Однажды я собрался заказать в типографии красочный календарь с фотографиями копрофагов, сиречь существ, поедающих экскременты, как те животные, которых я изучал, когда работал на викторине по естествознанию: гориллы, кролики, большие панды, гиппопотамы, вполне очевидно – навозные жуки (которые, благодаря потрясающему чувству юмора Дозволителя, собирают навоз, ориентируясь по звездам) и мы, люди. Homo, так сказать, sapiens.
Таким образом я мог бы распространять свою жизненную философию в виде шуточного подарка. Но, подумав как следует, решил, что это будет напрасная трата денег. Кому интересна моя философия? Я не совсем понимаю, почему людям так хочется, чтобы их слушали. Каждый стремится высказать свое мнение, протолкнуть свои взгляды в народ, внести свои жалкие несколько пенсов. Но что это меняет? Да, я согласен с твоей пламенной критикой четверки защитников в субботнем матче. Или не согласен. И что?
Энни любит выдерживать паузы, словно тщательно подбирая слова. Но даже не сомневаюсь, что она подготовила речь заранее. Ее называют не только Циклоном Энни, но еще и Бомжихой. Из-за удручающего неумения одеваться и из-за привычки ходить с пластиковыми пакетами, набитыми всевозможными документами.

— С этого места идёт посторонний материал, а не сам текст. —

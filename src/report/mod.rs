pub mod issue;
pub mod line_range;

use std::hash::{Hash, Hasher};

use fnv::{FnvHashMap, FnvHasher};
use serde::Serialize;
use tracing::trace;

use crate::report::issue::{Issue, UNDEFINED};

/// Ordered collection of the issues of one report.
///
/// Issues keep their insertion order. Adding an issue equal to one already
/// present (ignoring the id) only increments the duplicate counter.
#[derive(Debug, Clone, Serialize)]
pub struct Report {
    /// Id of the tool that produced the report
    origin: String,

    /// Display name of the tool
    origin_name: String,

    issues: Vec<Issue>,

    duplicates: usize,

    /// Issue indexes keyed by content hash
    #[serde(skip)]
    buckets: FnvHashMap<u64, Vec<usize>>,
}

impl Default for Report {
    fn default() -> Self {
        Self::new()
    }
}

impl Report {
    pub fn new() -> Self {
        Report {
            origin: UNDEFINED.to_string(),
            origin_name: UNDEFINED.to_string(),
            issues: Vec::new(),
            duplicates: 0,
            buckets: FnvHashMap::default(),
        }
    }

    /// Empty report tagged with the tool that produced it.
    pub fn with_origin(origin: &str, origin_name: &str) -> Self {
        Report {
            origin: origin.to_string(),
            origin_name: origin_name.to_string(),
            ..Self::new()
        }
    }

    pub fn origin(&self) -> &str {
        &self.origin
    }

    pub fn origin_name(&self) -> &str {
        &self.origin_name
    }

    /// Append `issue` unless an equal issue is already present.
    /// Returns false for duplicates.
    pub fn add(&mut self, issue: Issue) -> bool {
        let key = content_hash(&issue);
        let bucket = self.buckets.entry(key).or_default();
        if bucket.iter().any(|&idx| self.issues[idx] == issue) {
            trace!(
                "Skipping duplicate issue in {}:{}",
                issue.file_name(),
                issue.line_start()
            );
            self.duplicates += 1;
            return false;
        }
        bucket.push(self.issues.len());
        self.issues.push(issue);
        true
    }

    pub fn add_all(&mut self, issues: impl IntoIterator<Item = Issue>) {
        for issue in issues {
            self.add(issue);
        }
    }

    pub fn len(&self) -> usize {
        self.issues.len()
    }

    /// Alias of [`Report::len`].
    pub fn size(&self) -> usize {
        self.issues.len()
    }

    pub fn is_empty(&self) -> bool {
        self.issues.is_empty()
    }

    /// Issue at `index` in insertion order.
    pub fn get(&self, index: usize) -> Option<&Issue> {
        self.issues.get(index)
    }

    /// Number of issues rejected as duplicates.
    pub fn duplicates_size(&self) -> usize {
        self.duplicates
    }

    pub fn iter(&self) -> std::slice::Iter<'_, Issue> {
        self.issues.iter()
    }

    pub fn issues(&self) -> &[Issue] {
        &self.issues
    }
}

/// FNV keeps the hash stable between runs and Rust versions.
fn content_hash(issue: &Issue) -> u64 {
    let mut hasher = FnvHasher::default();
    issue.hash(&mut hasher);
    hasher.finish()
}

impl Extend<Issue> for Report {
    fn extend<I: IntoIterator<Item = Issue>>(&mut self, iter: I) {
        self.add_all(iter);
    }
}

impl FromIterator<Issue> for Report {
    fn from_iter<I: IntoIterator<Item = Issue>>(iter: I) -> Self {
        let mut report = Report::new();
        report.add_all(iter);
        report
    }
}

impl IntoIterator for Report {
    type Item = Issue;
    type IntoIter = std::vec::IntoIter<Issue>;

    fn into_iter(self) -> Self::IntoIter {
        self.issues.into_iter()
    }
}

impl<'a> IntoIterator for &'a Report {
    type Item = &'a Issue;
    type IntoIter = std::slice::Iter<'a, Issue>;

    fn into_iter(self) -> Self::IntoIter {
        self.issues.iter()
    }
}

#[cfg(test)]
mod tests {
    use super::*;
    use crate::builder::IssueBuilder;
    use serde_json::json;

    #[test]
    fn keeps_insertion_order() {
        let mut builder = IssueBuilder::new();
        let mut report = Report::new();
        for line in [30, 10, 20] {
            report.add(builder.set_file_name("a.c").set_line_start(line).build());
        }

        let lines: Vec<_> = report.iter().map(|i| i.line_start()).collect();
        assert_eq!(lines, vec![30, 10, 20]);
        assert_eq!(report.size(), 3);
        assert_eq!(report.get(1).map(|i| i.line_start()), Some(10));
        assert!(report.get(3).is_none());
    }

    #[test]
    fn counts_duplicates() {
        let mut builder = IssueBuilder::new();
        builder.set_file_name("a.c").set_line_start(1).set_message("unused variable");

        let mut report = Report::with_origin("gcc", "GNU C Compiler");
        assert!(report.add(builder.build()));
        assert!(!report.add(builder.build()));
        assert!(report.add(builder.set_line_start(2).build()));

        assert_eq!(report.len(), 2);
        assert_eq!(report.duplicates_size(), 1);
        assert_eq!(report.origin(), "gcc");
        assert_eq!(report.origin_name(), "GNU C Compiler");
    }

    #[test]
    fn payload_distinguishes_issues() {
        let mut builder = IssueBuilder::new();
        let first = builder.set_additional_properties(json!({"cvss": 5.0})).build();
        let second = builder.set_additional_properties(json!({"cvss": 9.8})).build();

        let report: Report = [first, second].into_iter().collect();
        assert_eq!(report.len(), 2);
        assert_eq!(report.duplicates_size(), 0);
    }

    #[test]
    fn serializes_issues_in_order() {
        let mut builder = IssueBuilder::new();
        let mut report = Report::new();
        report.add(builder.set_file_name("b.c").build());
        report.add(builder.set_file_name("a.c").build());

        let value = serde_json::to_value(&report).unwrap();
        assert_eq!(value["issues"][0]["file_name"], "b.c");
        assert_eq!(value["issues"][1]["file_name"], "a.c");
        assert_eq!(value["duplicates"], 0);
        assert!(value.get("buckets").is_none());
    }
}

Вот и сейчас она перебирает бумаги, лежащие у нее на коленях. Еще одна идиотская привычка. Отчеты, журналы, просто белые листы – она постоянно таскает с собой целую гору бумаг, чтобы с ними сверяться и перекладывать с места на место. Она редко когда их читает. Как люди, которые носят очки без диоптрией, потому что считают, что в очках у них умный вид. Не знаю, зачем она это делает; она должна понимать, что я давно раскусил все ее хитрые приемы. Эта пантомима может произвести впечатление разве что на вчерашних студентов-троечников, но уж никак не на старину Бакса. – Жалко, что ты не умеешь работать с людьми… что у тебя еще нет чувства такта, какое было… у того же Херби. Я как раз вспоминала Херби, кто-то сегодня о нем написал в своем блоге. Жаль, что все так получилось. Ты, наверное, коришь себя за то, что покинул его в беде.
Она ударила по самому уязвимому месту. Полоснула мне прямо по горлу, метя в яремную вену, в самом разгаре съемок, в баре в иерусалимском отеле. Это Перл-Харбор. Вероломное нападение без объявления войны. Классический терроризм. Взрываешь бомбу, и пока уцелевшие приходят в себя, взрываешь еще одну.

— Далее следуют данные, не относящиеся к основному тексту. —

use std::collections::HashSet;
use std::fs;
use std::io;
use std::path::{Path, PathBuf};
use std::sync::Mutex;

use anyhow::{Context, Result};
use serde::{Deserialize, Serialize};
use time::OffsetDateTime;
use tracing::{debug, info, warn};

/// Persisted progress of a resumable scan.
#[derive(Serialize, Deserialize, Debug, Clone, PartialEq)]
pub struct ProgressSnapshot {
    pub target: String,
    pub tested_paths: Vec<String>,
    #[serde(with = "time::serde::rfc3339")]
    pub timestamp: OffsetDateTime,
}

/// Paths an earlier run already attempted, loaded once before generation.
#[derive(Debug, Clone, Default, PartialEq, Eq)]
pub struct ResumeState {
    pub target: Option<String>,
    pub tested_paths: Vec<String>,
}

impl ResumeState {
    pub fn empty() -> Self {
        Self::default()
    }

    pub fn from_paths(target: impl Into<String>, tested_paths: Vec<String>) -> Self {
        Self {
            target: Some(target.into()),
            tested_paths,
        }
    }

    pub fn is_empty(&self) -> bool {
        self.tested_paths.is_empty()
    }

    pub fn len(&self) -> usize {
        self.tested_paths.len()
    }

    /// Lookup set handed to the path generator.
    pub fn skip_set(&self) -> HashSet<String> {
        self.tested_paths.iter().cloned().collect()
    }
}

/// Reads, writes and removes the progress snapshot file.
///
/// Writers serialize on an internal lock and replace the whole file through a
/// temporary sibling, so readers never observe a half-written snapshot.
#[derive(Debug)]
pub struct ProgressStore {
    path: PathBuf,
    write_lock: Mutex<()>,
}

impl ProgressStore {
    pub fn new(path: impl Into<PathBuf>) -> Self {
        Self {
            path: path.into(),
            write_lock: Mutex::new(()),
        }
    }

    pub fn path(&self) -> &Path {
        &self.path
    }

    /// Load prior state. Absent or malformed files yield an empty state.
    pub fn load(&self) -> ResumeState {
        load_resume_state(&self.path)
    }

    /// Overwrite the snapshot file.
    pub fn save(&self, target: &str, tested_paths: &[String]) -> Result<()> {
        let snapshot = ProgressSnapshot {
            target: target.to_string(),
            tested_paths: tested_paths.to_vec(),
            timestamp: OffsetDateTime::now_utc(),
        };
        let body = serde_json::to_vec_pretty(&snapshot)?;

        let _guard = self
            .write_lock
            .lock()
            .unwrap_or_else(|poisoned| poisoned.into_inner());
        let tmp = tmp_path(&self.path);
        fs::write(&tmp, body)
            .with_context(|| format!("failed to write progress file: {}", tmp.display()))?;
        fs::rename(&tmp, &self.path)
            .with_context(|| format!("failed to replace progress file: {}", self.path.display()))?;
        debug!(path = %self.path.display(), tested = tested_paths.len(), "progress saved");
        Ok(())
    }

    /// Like [`save`](Self::save) but only logs failures.
    pub fn save_or_warn(&self, target: &str, tested_paths: &[String]) {
        if let Err(e) = self.save(target, tested_paths) {
            warn!(error = %e, "could not save progress; scan continues");
        }
    }

    /// Delete the snapshot file. A missing file is not an error.
    pub fn remove(&self) -> Result<()> {
        let _guard = self
            .write_lock
            .lock()
            .unwrap_or_else(|poisoned| poisoned.into_inner());
        match fs::remove_file(&self.path) {
            Ok(()) => {
                info!(path = %self.path.display(), "progress file removed");
                Ok(())
            }
            Err(e) if e.kind() == io::ErrorKind::NotFound => Ok(()),
            Err(e) => Err(e)
                .with_context(|| format!("failed to remove progress file: {}", self.path.display())),
        }
    }
}

/// Load a progress snapshot from `path`, returning an empty state when the
/// file is absent or cannot be parsed.
pub fn load_resume_state(path: impl AsRef<Path>) -> ResumeState {
    let path = path.as_ref();
    let content = match fs::read_to_string(path) {
        Ok(c) => c,
        Err(e) if e.kind() == io::ErrorKind::NotFound => return ResumeState::empty(),
        Err(e) => {
            warn!(path = %path.display(), error = %e, "could not read progress file; starting fresh");
            return ResumeState::empty();
        }
    };
    match serde_json::from_str::<ProgressSnapshot>(&content) {
        Ok(snapshot) => ResumeState::from_paths(snapshot.target, snapshot.tested_paths),
        Err(e) => {
            warn!(path = %path.display(), error = %e, "malformed progress file; starting fresh");
            ResumeState::empty()
        }
    }
}

fn tmp_path(path: &Path) -> PathBuf {
    let mut name = path
        .file_name()
        .map(|n| n.to_os_string())
        .unwrap_or_else(|| "progress".into());
    name.push(".tmp");
    path.with_file_name(name)
}

#[cfg(test)]
mod tests {
    use super::*;

    #[test]
    fn absent_file_is_empty_state() {
        let dir = tempfile::tempdir().unwrap();
        let store = ProgressStore::new(dir.path().join("missing.json"));
        assert!(store.load().is_empty());
    }

    #[test]
    fn malformed_file_is_empty_state() {
        let dir = tempfile::tempdir().unwrap();
        let path = dir.path().join("progress.json");
        fs::write(&path, "{ not json").unwrap();
        assert_eq!(load_resume_state(&path), ResumeState::empty());
    }

    #[test]
    fn save_then_load_keeps_order() {
        let dir = tempfile::tempdir().unwrap();
        let store = ProgressStore::new(dir.path().join("progress.json"));
        let tested = vec!["login".to_string(), "admin".to_string()];
        store.save("http://example.com/", &tested).unwrap();

        let state = store.load();
        assert_eq!(state.target.as_deref(), Some("http://example.com/"));
        assert_eq!(state.tested_paths, tested);
        assert!(!dir.path().join("progress.json.tmp").exists());
    }

    #[test]
    fn remove_is_idempotent() {
        let dir = tempfile::tempdir().unwrap();
        let store = ProgressStore::new(dir.path().join("progress.json"));
        store.save("http://example.com/", &[]).unwrap();
        store.remove().unwrap();
        assert!(!store.path().exists());
        store.remove().unwrap();
    }

    #[test]
    fn save_into_missing_dir_only_warns() {
        let store = ProgressStore::new("/nonexistent-dir/for/progress.json");
        assert!(store.save("t", &[]).is_err());
        store.save_or_warn("t", &[]);
    }
}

Я знал, что так будет. Я еще в самом начале решил пропускать мимо ушей все, что скажет Энни, даже если она обвинит меня в зверском детоубийстве или изобретении рабства. Но она явно готовилась и размышляла, чем меня можно задеть. Это тщательно разработанная провокация, и я чувствую, как закипаю внутри. Женщина, которая не умеет снять крышку с объектива и не знает, как включить камеру, женщина, которая не может прицельно поссать в ведро тугой жаркой струей, женщина, чье умение общаться с людьми ограничивается отточенным навыком доводить их до отчаяния, – эта женщина говорит, что мне надо больше смотреть телевизор и что я бросил Херби в беде…
К счастью, я уже взял себе виски со льдом и могу сделать долгий глоток. Этой хитрости я научился у Херби: когда на тебя нападают, откройся атаке. Когда атакующий берет разбег, чтобы посильнее тебя пнуть, распахни перед ним дверь. Используй ускорение против него самого. Скажи ему сердечное «спасибо». И пока он морщит лоб в недоумении, вздрючь по полной программе.

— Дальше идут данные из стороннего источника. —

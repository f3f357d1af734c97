use std::fmt::Write as _;
use std::fs;
use std::path::Path;

use anyhow::{Context, Result};
use serde::Serialize;
use time::format_description::well_known::Rfc3339;
use time::OffsetDateTime;

use crate::types::{Label, ScanReport, ScanResult};

#[derive(Debug, Clone, Copy, PartialEq, Eq)]
pub enum ReportFormat {
    Text,
    Json,
    Html,
}

impl ReportFormat {
    /// Pick a format from the output file extension; anything unknown is text.
    pub fn from_path(path: impl AsRef<Path>) -> Self {
        let ext = path
            .as_ref()
            .extension()
            .and_then(|e| e.to_str())
            .map(|e| e.to_ascii_lowercase());
        match ext.as_deref() {
            Some("json") => ReportFormat::Json,
            Some("html") | Some("htm") => ReportFormat::Html,
            _ => ReportFormat::Text,
        }
    }
}

#[derive(Serialize)]
struct JsonReport<'a> {
    target: &'a str,
    start_time: String,
    end_time: String,
    duration_secs: f64,
    tested_count: u64,
    found_count: usize,
    interrupted: bool,
    results: &'a [ScanResult],
}

pub fn render(report: &ScanReport, format: ReportFormat) -> Result<String> {
    match format {
        ReportFormat::Text => Ok(render_text(report)),
        ReportFormat::Json => render_json(report),
        ReportFormat::Html => Ok(render_html(report)),
    }
}

/// Render the report in the format implied by `path` and write it there.
pub fn write_report(path: impl AsRef<Path>, report: &ScanReport) -> Result<()> {
    let path = path.as_ref();
    let body = render(report, ReportFormat::from_path(path))?;
    fs::write(path, body).with_context(|| format!("failed to write report: {}", path.display()))
}

fn ts(t: OffsetDateTime) -> String {
    t.format(&Rfc3339)
        .unwrap_or_else(|_| String::from("1970-01-01T00:00:00Z"))
}

pub fn render_text(report: &ScanReport) -> String {
    let mut out = String::new();
    let _ = writeln!(out, "Target   : {}", report.target);
    let _ = writeln!(out, "Started  : {}", ts(report.start_time));
    let _ = writeln!(out, "Finished : {}", ts(report.end_time));
    let _ = writeln!(out, "Duration : {:.2}s", report.duration_secs());
    let _ = writeln!(out, "Tested   : {}", report.tested_count);
    let _ = writeln!(out, "Found    : {}", report.found_count());
    if report.interrupted {
        let _ = writeln!(out, "Status   : interrupted");
    }
    out.push('\n');
    for r in &report.results {
        let _ = writeln!(out, "[{}] {}", r.status, r.url);
    }
    out
}

pub fn render_json(report: &ScanReport) -> Result<String> {
    let doc = JsonReport {
        target: &report.target,
        start_time: ts(report.start_time),
        end_time: ts(report.end_time),
        duration_secs: report.duration_secs(),
        tested_count: report.tested_count,
        found_count: report.found_count(),
        interrupted: report.interrupted,
        results: &report.results,
    };
    Ok(serde_json::to_string_pretty(&doc)?)
}

fn badge_color(label: Label) -> &'static str {
    match label {
        Label::Found => "#2e7d32",
        Label::Redirect => "#1565c0",
        Label::Forbidden => "#f9a825",
        Label::Unauthorized => "#8e24aa",
        Label::Other => "#00838f",
        Label::Template => "#c62828",
    }
}

fn escape_html(s: &str) -> String {
    let mut out = String::with_capacity(s.len());
    for c in s.chars() {
        match c {
            '&' => out.push_str("&amp;"),
            '<' => out.push_str("&lt;"),
            '>' => out.push_str("&gt;"),
            '"' => out.push_str("&quot;"),
            '\'' => out.push_str("&#39;"),
            _ => out.push(c),
        }
    }
    out
}

pub fn render_html(report: &ScanReport) -> String {
    let mut labels: Vec<Label> = report.results.iter().map(|r| r.label).collect();
    labels.sort();
    labels.dedup();

    let mut out = String::new();
    out.push_str("<!DOCTYPE html>\n<html><head><meta charset=\"utf-8\">\n");
    let _ = writeln!(out, "<title>Scan report: {}</title>", escape_html(&report.target));
    out.push_str(
        "<style>\
body{font-family:sans-serif;margin:2em;color:#222}\
table{border-collapse:collapse;width:100%;margin-bottom:2em}\
td,th{border-bottom:1px solid #ddd;padding:.4em;text-align:left}\
.badge{color:#fff;border-radius:4px;padding:.1em .5em;font-weight:bold}\
.tpl{color:#c62828;font-style:italic}\
</style></head><body>\n",
    );
    let _ = writeln!(out, "<h1>Scan report: {}</h1>", escape_html(&report.target));
    out.push_str("<ul>\n");
    let _ = writeln!(out, "<li>Started: {}</li>", ts(report.start_time));
    let _ = writeln!(out, "<li>Finished: {}</li>", ts(report.end_time));
    let _ = writeln!(out, "<li>Duration: {:.2}s</li>", report.duration_secs());
    let _ = writeln!(out, "<li>Tested: {}</li>", report.tested_count);
    let _ = writeln!(out, "<li>Found: {}</li>", report.found_count());
    if report.interrupted {
        out.push_str("<li>Scan was interrupted</li>\n");
    }
    out.push_str("</ul>\n");

    for label in labels {
        let _ = writeln!(out, "<h2>{label}</h2>");
        out.push_str("<table><tr><th>Status</th><th>URL</th><th>Length</th><th>Template</th></tr>\n");
        for r in report.results.iter().filter(|r| r.label == label) {
            let template = r
                .matched_template
                .as_deref()
                .map(|t| format!("<span class=\"tpl\">{}</span>", escape_html(t)))
                .unwrap_or_default();
            let _ = writeln!(
                out,
                "<tr><td><span class=\"badge\" style=\"background:{}\">{}</span></td>\
<td><a href=\"{url}\">{url}</a></td><td>{}</td><td>{}</td></tr>",
                badge_color(r.label),
                r.status,
                r.content_length,
                template,
                url = escape_html(&r.url),
            );
        }
        out.push_str("</table>\n");
    }
    out.push_str("</body></html>\n");
    out
}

– Да, наверное, я сделал не все, что мог. Можно было бы сделать больше.
Это чистая правда. С другой стороны, есть немало других людей, которые могли бы сделать для Херби еще больше меня, но не сделали. Его бывшая жена. Его брат. Джо’н, Джек-Список и все остальные, кого он привел на телевидение и кто там прекрасно устроился.
– Ты совсем не давала ему работы, да, Энни?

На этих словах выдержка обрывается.